Objectives Using a neuropsychological paradigm, we aim to elucidate the impacts of different types of distraction on left–right (LR) discrimination ability. 
Methods Medical students were recruited to a study with four arms: (i) control arm (no distraction); (ii) auditory distraction arm (continuous ambient ward noise); (iii) cognitive distraction arm (interruptions with clinical cognitive tasks), and (iv) auditory and cognitive distraction arm. Participants’ LR discrimination ability was measured using the validated Bergen Left–Right Discrimination Test (BLRDT). Multivariate analysis of variance was used to analyse the impacts of the different forms of distraction on participants’ performance on the BLRDT. Additional analyses looked at effects of demographics on performance and correlated participants’ self-perceived LR discrimination ability and their actual performance. 
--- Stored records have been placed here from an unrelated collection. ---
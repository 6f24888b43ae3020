//! Client (contact) CRUD handlers.

use std::sync::Arc;

use axum::extract::{Path, State};
use axum::Json;
use chrono::Utc;
use serde::Deserialize;
use uuid::Uuid;

use crate::db::DbClient;
use crate::error::AppError;
use crate::http::auth::AuthUser;
use crate::state::AppState;
use crate::util::{validate_bounded_string, validate_enum_string};

#[derive(Debug, Deserialize)]
#[serde(rename_all = "camelCase")]
pub struct ClientInput {
    pub name: String,
    #[serde(default)]
    pub email: Option<String>,
    #[serde(default)]
    pub phone: Option<String>,
    #[serde(default)]
    pub client_type: Option<String>,
    #[serde(default)]
    pub notes: Option<String>,
}

fn validate(input: &ClientInput) -> Result<(String, String), AppError> {
    let name = validate_bounded_string(&input.name, "name", 1, 200)?;
    let client_type = input.client_type.as_deref().unwrap_or("buyer");
    validate_enum_string(client_type, "clientType", &["buyer", "seller", "both"])?;
    Ok((name, client_type.to_string()))
}

pub async fn list(
    State(state): State<Arc<AppState>>,
    AuthUser(user): AuthUser,
) -> Result<Json<Vec<DbClient>>, AppError> {
    let db = state.db()?;
    Ok(Json(db.get_clients(&user.id)?))
}

pub async fn create(
    State(state): State<Arc<AppState>>,
    AuthUser(user): AuthUser,
    Json(input): Json<ClientInput>,
) -> Result<Json<DbClient>, AppError> {
    let (name, client_type) = validate(&input)?;

    let now = Utc::now().to_rfc3339();
    let client = DbClient {
        id: Uuid::new_v4().to_string(),
        user_id: user.id,
        name,
        email: input.email,
        phone: input.phone,
        client_type,
        notes: input.notes,
        is_deleted: false,
        created_at: now.clone(),
        updated_at: now,
    };
    state.db()?.upsert_client(&client)?;
    Ok(Json(client))
}

pub async fn get_one(
    State(state): State<Arc<AppState>>,
    AuthUser(user): AuthUser,
    Path(id): Path<String>,
) -> Result<Json<DbClient>, AppError> {
    let db = state.db()?;
    db.get_client(&user.id, &id)?
        .map(Json)
        .ok_or_else(|| AppError::NotFound("Client".to_string()))
}

pub async fn update(
    State(state): State<Arc<AppState>>,
    AuthUser(user): AuthUser,
    Path(id): Path<String>,
    Json(input): Json<ClientInput>,
) -> Result<Json<DbClient>, AppError> {
    let (name, client_type) = validate(&input)?;

    let db = state.db()?;
    let mut client = db
        .get_client(&user.id, &id)?
        .ok_or_else(|| AppError::NotFound("Client".to_string()))?;

    client.name = name;
    client.email = input.email;
    client.phone = input.phone;
    client.client_type = client_type;
    client.notes = input.notes;
    client.updated_at = Utc::now().to_rfc3339();
    db.upsert_client(&client)?;
    Ok(Json(client))
}

pub async fn remove(
    State(state): State<Arc<AppState>>,
    AuthUser(user): AuthUser,
    Path(id): Path<String>,
) -> Result<Json<serde_json::Value>, AppError> {
    let db = state.db()?;
    if !db.soft_delete_client(&user.id, &id)? {
        return Err(AppError::NotFound("Client".to_string()));
    }
    Ok(Json(serde_json::json!({ "success": true })))
}
pub mod config;
pub mod db;
pub mod error;
pub mod http;
pub mod migrations;
pub mod services;
pub mod state;
pub mod types;
pub mod util;
//! Domain enumerations and wire types shared across services and HTTP handlers.

use serde::{Deserialize, Serialize};

/// Fixed milestone template applied when a deal enters a trigger stage.
pub struct MilestoneTemplate {
    pub title: &'static str,
    /// Days after the transition for `scheduled_date`, if any.
    pub days_out: Option<i64>,
}

/// Position in the sales pipeline, ordered from first contact to close.
#[derive(Debug, Clone, Copy, PartialEq, Eq, Serialize, Deserialize)]
#[serde(rename_all = "snake_case")]
pub enum DealStage {
    Lead,
    Qualified,
    Showing,
    Offer,
    Application,
    Contract,
    Closing,
    ClosedWon,
    ClosedLost,
    Lost,
}

impl DealStage {
    pub const ALL: &'static [DealStage] = &[
        DealStage::Lead,
        DealStage::Qualified,
        DealStage::Showing,
        DealStage::Offer,
        DealStage::Application,
        DealStage::Contract,
        DealStage::Closing,
        DealStage::ClosedWon,
        DealStage::ClosedLost,
        DealStage::Lost,
    ];

    pub fn as_str(&self) -> &'static str {
        match self {
            DealStage::Lead => "lead",
            DealStage::Qualified => "qualified",
            DealStage::Showing => "showing",
            DealStage::Offer => "offer",
            DealStage::Application => "application",
            DealStage::Contract => "contract",
            DealStage::Closing => "closing",
            DealStage::ClosedWon => "closed_won",
            DealStage::ClosedLost => "closed_lost",
            DealStage::Lost => "lost",
        }
    }

    /// Parse a stage code from the wire. Unknown codes are a validation error
    /// at the caller.
    pub fn parse(code: &str) -> Option<DealStage> {
        Self::ALL.iter().copied().find(|s| s.as_str() == code)
    }

    /// Terminal stages close the deal and stamp `closed_at`.
    pub fn is_terminal(&self) -> bool {
        matches!(
            self,
            DealStage::ClosedWon | DealStage::ClosedLost | DealStage::Lost
        )
    }

    /// Deal status implied by entering this stage.
    pub fn implied_status(&self) -> DealStatus {
        match self {
            DealStage::ClosedWon => DealStatus::ClosedWon,
            DealStage::ClosedLost | DealStage::Lost => DealStatus::ClosedLost,
            _ => DealStatus::Active,
        }
    }

    /// Checklist rows auto-created on entry. Empty for non-trigger stages.
    ///
    /// Re-entering a trigger stage applies the template again; dedup is
    /// intentionally not attempted here.
    pub fn trigger_milestones(&self) -> &'static [MilestoneTemplate] {
        match self {
            DealStage::Application => &[
                MilestoneTemplate { title: "Submit mortgage application", days_out: Some(1) },
                MilestoneTemplate { title: "Deliver supporting documents to lender", days_out: Some(3) },
                MilestoneTemplate { title: "Order appraisal", days_out: Some(7) },
                MilestoneTemplate { title: "Receive loan commitment", days_out: Some(21) },
            ],
            DealStage::Contract => &[
                MilestoneTemplate { title: "Deposit earnest money", days_out: Some(2) },
                MilestoneTemplate { title: "Schedule home inspection", days_out: Some(5) },
                MilestoneTemplate { title: "Review title report", days_out: Some(10) },
                MilestoneTemplate { title: "Clear financing contingency", days_out: Some(17) },
                MilestoneTemplate { title: "Final walkthrough", days_out: None },
            ],
            _ => &[],
        }
    }
}

/// Deal lifecycle status. `closed_at` is set iff the status is terminal.
#[derive(Debug, Clone, Copy, PartialEq, Eq, Serialize, Deserialize)]
#[serde(rename_all = "snake_case")]
pub enum DealStatus {
    Active,
    ClosedWon,
    ClosedLost,
}

impl DealStatus {
    pub fn as_str(&self) -> &'static str {
        match self {
            DealStatus::Active => "active",
            DealStatus::ClosedWon => "closed_won",
            DealStatus::ClosedLost => "closed_lost",
        }
    }
}

/// Task completion status.
#[derive(Debug, Clone, Copy, PartialEq, Eq, Serialize, Deserialize)]
#[serde(rename_all = "snake_case")]
pub enum TaskStatus {
    Todo,
    InProgress,
    Closed,
}

impl TaskStatus {
    pub fn as_str(&self) -> &'static str {
        match self {
            TaskStatus::Todo => "todo",
            TaskStatus::InProgress => "in_progress",
            TaskStatus::Closed => "closed",
        }
    }

    pub fn parse(code: &str) -> Option<TaskStatus> {
        match code {
            "todo" => Some(TaskStatus::Todo),
            "in_progress" => Some(TaskStatus::InProgress),
            "closed" => Some(TaskStatus::Closed),
            _ => None,
        }
    }
}

/// Task priority level.
#[derive(Debug, Clone, Copy, PartialEq, Eq, Serialize, Deserialize)]
#[serde(rename_all = "lowercase")]
pub enum Priority {
    Low,
    Medium,
    High,
}

impl Priority {
    pub fn as_str(&self) -> &'static str {
        match self {
            Priority::Low => "low",
            Priority::Medium => "medium",
            Priority::High => "high",
        }
    }
}

/// Notification feed category.
#[derive(Debug, Clone, Copy, PartialEq, Eq, Serialize, Deserialize)]
#[serde(rename_all = "snake_case")]
pub enum NotificationCategory {
    TaskDue,
    TaskOverdue,
    TaskAssigned,
    DealStage,
}

impl NotificationCategory {
    pub fn as_str(&self) -> &'static str {
        match self {
            NotificationCategory::TaskDue => "task_due",
            NotificationCategory::TaskOverdue => "task_overdue",
            NotificationCategory::TaskAssigned => "task_assigned",
            NotificationCategory::DealStage => "deal_stage",
        }
    }

    pub fn parse(code: &str) -> Option<NotificationCategory> {
        match code {
            "task_due" => Some(NotificationCategory::TaskDue),
            "task_overdue" => Some(NotificationCategory::TaskOverdue),
            "task_assigned" => Some(NotificationCategory::TaskAssigned),
            "deal_stage" => Some(NotificationCategory::DealStage),
            _ => None,
        }
    }
}

/// Outcome of a stage transition, echoed back to the caller.
#[derive(Debug, Clone, Serialize)]
#[serde(rename_all = "camelCase")]
pub struct StageChangeOutcome {
    pub id: String,
    pub current_stage: String,
    pub status: String,
    pub milestones_created: usize,
}

/// Aggregate counters for the dashboard page.
#[derive(Debug, Clone, Serialize)]
#[serde(rename_all = "camelCase")]
pub struct DashboardStats {
    pub active_deals: usize,
    pub pipeline_value: f64,
    pub closed_won_this_month: usize,
    pub commission_this_month: f64,
    pub open_tasks: usize,
    pub overdue_tasks: usize,
    pub unread_notifications: usize,
}
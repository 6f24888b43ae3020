//! Dashboard aggregates.

use chrono::NaiveDate;
use rusqlite::params;

use crate::db::CrmDb;
use crate::error::AppError;
use crate::types::DashboardStats;

/// Compute the dashboard counters for one user.
///
/// "This month" is the calendar month containing `today`. Soft-deleted rows
/// are excluded throughout.
pub fn stats(db: &CrmDb, user_id: &str, today: NaiveDate) -> Result<DashboardStats, AppError> {
    let today_str = today.format("%Y-%m-%d").to_string();
    let month_start = today.format("%Y-%m-01").to_string();

    let (active_deals, pipeline_value): (i64, Option<f64>) = db.conn_ref().query_row(
        "SELECT COUNT(*), SUM(deal_value) FROM deals
         WHERE user_id = ?1 AND status = 'active' AND is_deleted = 0",
        params![user_id],
        |row| Ok((row.get(0)?, row.get(1)?)),
    )?;

    // closed_at is RFC 3339; a YYYY-MM-DD prefix comparison still orders
    // correctly against it
    let (closed_won_this_month, commission_this_month): (i64, Option<f64>) =
        db.conn_ref().query_row(
            "SELECT COUNT(*), SUM(commission_amount) FROM deals
             WHERE user_id = ?1
               AND status = 'closed_won'
               AND is_deleted = 0
               AND closed_at >= ?2",
            params![user_id, month_start],
            |row| Ok((row.get(0)?, row.get(1)?)),
        )?;

    let (open_tasks, overdue_tasks): (i64, i64) = db.conn_ref().query_row(
        "SELECT
            COUNT(*),
            SUM(CASE WHEN due_date IS NOT NULL AND due_date < ?2 THEN 1 ELSE 0 END)
         FROM tasks
         WHERE user_id = ?1 AND status IN ('todo', 'in_progress')",
        params![user_id, today_str],
        |row| Ok((row.get(0)?, row.get::<_, Option<i64>>(1)?.unwrap_or(0))),
    )?;

    let unread_notifications = db.count_unread_notifications(user_id)?;

    Ok(DashboardStats {
        active_deals: active_deals as usize,
        pipeline_value: pipeline_value.unwrap_or(0.0),
        closed_won_this_month: closed_won_this_month as usize,
        commission_this_month: commission_this_month.unwrap_or(0.0),
        open_tasks: open_tasks as usize,
        overdue_tasks: overdue_tasks as usize,
        unread_notifications,
    })
}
Results A total of 234 students were recruited. Cognitive distraction had a greater negative impact on BLRDT performance than auditory distraction. Combined auditory and cognitive distraction had a negative impact on performance, but only in the most difficult LR task was this negative impact found to be significantly greater than that of cognitive distraction alone. There was a significant medium-sized correlation between perceived LR discrimination ability and actual overall BLRDT performance. 
Conclusions
Distraction has a significant impact on performance and multifaceted approaches are required to reduce LR errors. Educationally, greater emphasis on the linking of theory and clinical application is required to support patient safety and human factor training in medical school curricula. Distraction has the potential to impair an individual's ability to make accurate LR decisions and students should be trained from undergraduate level to be mindful of this.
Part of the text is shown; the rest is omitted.